本人と任意後見契約を結んだ後見人は、契約で委任された範囲内で財産管理や各種契約締結行為を本人に代理して行います。そして任意後見の契約は、公証役場で公正証書によって結ばれるものと決められています。公正証書にすることで、契約内容が法的に効力のある内容であることが確認できますし、契約が公正証書の形で公証役場に保管されることになり安心です。

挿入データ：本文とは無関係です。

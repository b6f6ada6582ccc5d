//! Ticket booking rules
//!
//! The validator decides whether a ticket draft may be persisted. It is a free
//! function over two capabilities supplied by the caller:
//!
//! - [`HallDirectory`] resolves a movie session to its hall dimensions
//! - [`SeatLedger`] answers whether a seat is taken and persists tickets
//!
//! The pre-check in [`validate`] is only an early exit. Two callers can both
//! pass it for the same seat, so the ledger's insert must enforce uniqueness
//! atomically and report [`Error::Conflict`], which [`book_ticket`] maps back
//! to [`ValidationError::DuplicateSeat`].

mod error;

pub use error::{SeatRange, ValidationError, NON_FIELD_KEY};

use serde::{Deserialize, Serialize};
use tracing::{debug, info, warn};
use uuid::Uuid;

use crate::error::{Error, Result};
use crate::models::{HallDimensions, Ticket};

/// A ticket that has not been persisted yet
#[derive(Debug, Clone, Copy, PartialEq, Eq, Serialize, Deserialize)]
pub struct TicketDraft {
    pub session_id: Uuid,
    pub order_id: Uuid,
    pub row: i32,
    pub seat: i32,
}

impl TicketDraft {
    pub fn new(session_id: Uuid, order_id: Uuid, row: i32, seat: i32) -> Self {
        Self {
            session_id,
            order_id,
            row,
            seat,
        }
    }
}

/// Resolves a movie session to the dimensions of the hall it runs in
pub trait HallDirectory {
    /// Fails with [`ValidationError::SessionNotFound`] or
    /// [`ValidationError::HallNotFound`] when the lookup has nothing
    fn hall_dimensions(&self, session_id: Uuid) -> Result<HallDimensions>;
}

/// Existence checks and durable persistence for tickets
pub trait SeatLedger {
    /// Is any ticket, from any order, holding this seat in this session
    fn seat_taken(&self, session_id: Uuid, row: i32, seat: i32) -> Result<bool>;

    /// Persist a ticket. Must fail with [`Error::Conflict`] if the
    /// (session, row, seat) triple is already held.
    fn insert_ticket(&self, ticket: &Ticket) -> Result<()>;
}

/// Check a draft against the booking rules
///
/// Checks run in order and the first failure wins: duplicate seat, row
/// bound, seat bound. Both bounds are enforced at the low end as well.
pub fn validate<H, L>(draft: &TicketDraft, halls: &H, ledger: &L) -> Result<()>
where
    H: HallDirectory + ?Sized,
    L: SeatLedger + ?Sized,
{
    if ledger.seat_taken(draft.session_id, draft.row, draft.seat)? {
        return Err(ValidationError::DuplicateSeat {
            session_id: draft.session_id,
            row: draft.row,
            seat: draft.seat,
        }
        .into());
    }

    let hall = halls.hall_dimensions(draft.session_id)?;

    let rows = SeatRange::up_to(hall.rows);
    if !rows.contains(draft.row) {
        return Err(ValidationError::RowOutOfRange {
            row: draft.row,
            range: rows,
        }
        .into());
    }

    let seats = SeatRange::up_to(hall.seats_in_row);
    if !seats.contains(draft.seat) {
        return Err(ValidationError::SeatOutOfRange {
            seat: draft.seat,
            range: seats,
        }
        .into());
    }

    debug!(
        session_id = %draft.session_id,
        row = draft.row,
        seat = draft.seat,
        "Ticket draft is valid"
    );
    Ok(())
}

/// Validate a draft and persist it as a ticket
///
/// A storage conflict on insert means another booking won the race for the
/// seat; it is reported as [`ValidationError::DuplicateSeat`], never retried.
pub fn book_ticket<S>(draft: &TicketDraft, store: &S) -> Result<Ticket>
where
    S: HallDirectory + SeatLedger + ?Sized,
{
    if let Err(e) = validate(draft, store, store) {
        if let Some(reason) = e.validation() {
            warn!(
                session_id = %draft.session_id,
                order_id = %draft.order_id,
                row = draft.row,
                seat = draft.seat,
                %reason,
                "Ticket rejected"
            );
        }
        return Err(e);
    }

    let ticket = Ticket::from(draft);
    match store.insert_ticket(&ticket) {
        Ok(()) => {
            info!(
                ticket_id = %ticket.id,
                session_id = %ticket.movie_session_id,
                order_id = %ticket.order_id,
                row = ticket.row,
                seat = ticket.seat,
                "Ticket booked"
            );
            Ok(ticket)
        }
        Err(Error::Conflict(detail)) => {
            warn!(
                session_id = %draft.session_id,
                row = draft.row,
                seat = draft.seat,
                %detail,
                "Seat taken between check and insert"
            );
            Err(ValidationError::DuplicateSeat {
                session_id: draft.session_id,
                row: draft.row,
                seat: draft.seat,
            }
            .into())
        }
        Err(e) => Err(e),
    }
}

なお、支援をお願いする代理行為の範囲は、代理権目録として具体的に列挙記載することになります。

■家庭裁判所による監督

任意後見が開始する条件として、必ず任意後見人を監督する人(任意後見監督人)が選ばれます。この任意後見監督人を通して、任意後見人が任意後見契約に定められた代理行為をきちんとご本人のために行なっているいるか、家庭裁判所が任意後見人を監督します。

■後見等の費用

委任契約の中で報酬として定め、本人の財産から支払うことになります。

■任意後見の種類

任意契約を結ぶときの本人の状態によって、3タイプあります。いずれも本人の判断能力が低下する前に締結しなければなりません。

種 類 内  容
移行型 契約締結後、本人の見守りを行ったり、契約に基づいて、本人の委任代理人としての業務を行い、本人の判断能力が減退した場合には、任意後見監督人選任の審判を申立てし、任意後見監督人選任後から任意後見人としての業務を行います。
速攻型 任意後見契約締結後、期間を置かずに任意後見監督人選任の審判を申し立てるため、契約締結時の本人の判断力が問題になる場合があります(本人が契約できる状態にあったかどうかが怪しい)。
将来型 任意後見契約締結後、本人の判断能力が減退した際に任意後見監督人選任の審判を申し立てる。この場合、契約締結時はしっかりしていたが、将来判断脳力が低下したらよろしくねというタイプなので、将来支援をする人が本人の状態を定期的に確認することが必要で、万が一疎遠になったり、仲が悪くなった場合など有効な任意後見を開始することが難しくなる。